> **Prompt**
Quote verbatim the span of lines that begins the listing below and closes with the line containing "pub const UNPACKED_SUFFIX: &str".
=== Begin Enclosure ===
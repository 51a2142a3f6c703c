use std::path::{Path, PathBuf};

use rayon::prelude::*;
use walkdir::WalkDir;

use crate::{
    container::opts::BatchOpts,
    export::unpack::{self, UnpackSummary},
    foundation::error::{ResError, ResResult},
};

/// Default source file pattern.
pub const DEFAULT_PATTERN: &str = "Clock*_res";

/// Suffix appended to a source file name to form its output directory.
pub const UNPACKED_SUFFIX: &str = "_unpacked";

/// Result for one source file. Failures are per file and do not stop the batch.
#[derive(Debug)]
pub struct BatchOutcome {
    /// Source container.
    pub source: PathBuf,
    /// Output directory.
    pub out_dir: PathBuf,
    /// Summary or the error that stopped this file.
    pub result: ResResult<UnpackSummary>,
}

/// Files directly inside `folder` whose names match `pattern` (`*` and `?`
/// wildcards), sorted by name.
pub fn find_sources(folder: &Path, pattern: &str) -> ResResult<Vec<PathBuf>> {
    let mut sources = Vec::new();
    for entry in WalkDir::new(folder).min_depth(1).max_depth(1) {
        let entry = entry.map_err(|e| {
            ResError::Other(anyhow::Error::new(e).context(format!("list '{}'", folder.display())))
        })?;
        if !entry.file_type().is_file() {
            continue;
        }
        let name = entry.file_name().to_string_lossy();
        if wildcard_match(pattern, &name) {
            sources.push(entry.into_path());
        }
    }
    sources.sort();
    Ok(sources)
}

/// Output directory for `source`: `<out_root>/<name>_unpacked`, or next to the
/// source when no root is given.
pub fn out_dir_for(source: &Path, out_root: Option<&Path>) -> PathBuf {
    let name = source
        .file_name()
        .map(|n| n.to_string_lossy().into_owned())
        .unwrap_or_default();
    let dir_name = format!("{name}{UNPACKED_SUFFIX}");
    match (out_root, source.parent()) {
        (Some(root), _) => root.join(dir_name),
        (None, Some(parent)) => parent.join(dir_name),
        (None, None) => PathBuf::from(dir_name),
    }
}

/// Unpack every source on a rayon pool. Each file is an independent session.
#[tracing::instrument(skip_all, fields(files = sources.len(), threads = ?opts.threads))]
pub fn unpack_all(
    sources: &[PathBuf],
    out_root: Option<&Path>,
    opts: &BatchOpts,
) -> ResResult<Vec<BatchOutcome>> {
    let pool = build_thread_pool(opts.threads)?;
    let outcomes = pool.install(|| {
        sources
            .par_iter()
            .map(|source| {
                let out_dir = out_dir_for(source, out_root);
                let result = unpack::unpack_file(source, &out_dir, &opts.decode);
                if let Err(err) = &result {
                    tracing::warn!(source = %source.display(), %err, "unpack failed");
                }
                BatchOutcome {
                    source: source.clone(),
                    out_dir,
                    result,
                }
            })
            .collect::<Vec<_>>()
    });
    Ok(outcomes)
}

fn build_thread_pool(threads: Option<usize>) -> ResResult<rayon::ThreadPool> {
    if let Some(n) = threads
        && n == 0
    {
        return Err(ResError::structural(
            "batch 'threads' must be >= 1 when set",
        ));
    }

    let mut builder = rayon::ThreadPoolBuilder::new();
    if let Some(n) = threads {
        builder = builder.num_threads(n);
    }
    builder.build().map_err(|e| {
        ResError::Other(anyhow::Error::new(e).context("failed to build rayon thread pool"))
    })
}

/// Glob-style match supporting `*` (any run) and `?` (one character).
pub fn wildcard_match(pattern: &str, name: &str) -> bool {
    let pattern: Vec<char> = pattern.chars().collect();
    let name: Vec<char> = name.chars().collect();
    let (mut p, mut n) = (0, 0);
    let mut backtrack: Option<(usize, usize)> = None;

    while n < name.len() {
        match pattern.get(p) {
            Some('*') => {
                backtrack = Some((p, n));
                p += 1;
            }
            Some(c) if *c == '?' || *c == name[n] => {
                p += 1;
                n += 1;
            }
            _ => match backtrack {
                Some((star, matched)) => {
                    p = star + 1;
                    n = matched + 1;
                    backtrack = Some((star, matched + 1));
                }
                None => return false,
            },
        }
    }
    pattern[p..].iter().all(|c| *c == '*')
}

#[cfg(test)]
#[path = "../../tests/unit/container/batch.rs"]
mod tests;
=== End Enclosure ===
> **Written solution**
repository 51a2142a3f6c703c
use std::path::{Path, PathBuf};

use rayon::prelude::*;
use walkdir::WalkDir;

use crate::{
    container::opts::BatchOpts,
    export::unpack::{self, UnpackSummary},
    foundation::error::{ResError, ResResult},
};

/// Default source file pattern.
pub const DEFAULT_PATTERN: &str = "Clock*_res";

/// Suffix appended to a source file name to form its output directory.
pub const UNPACKED_SUFFIX: &str = "_unpacked";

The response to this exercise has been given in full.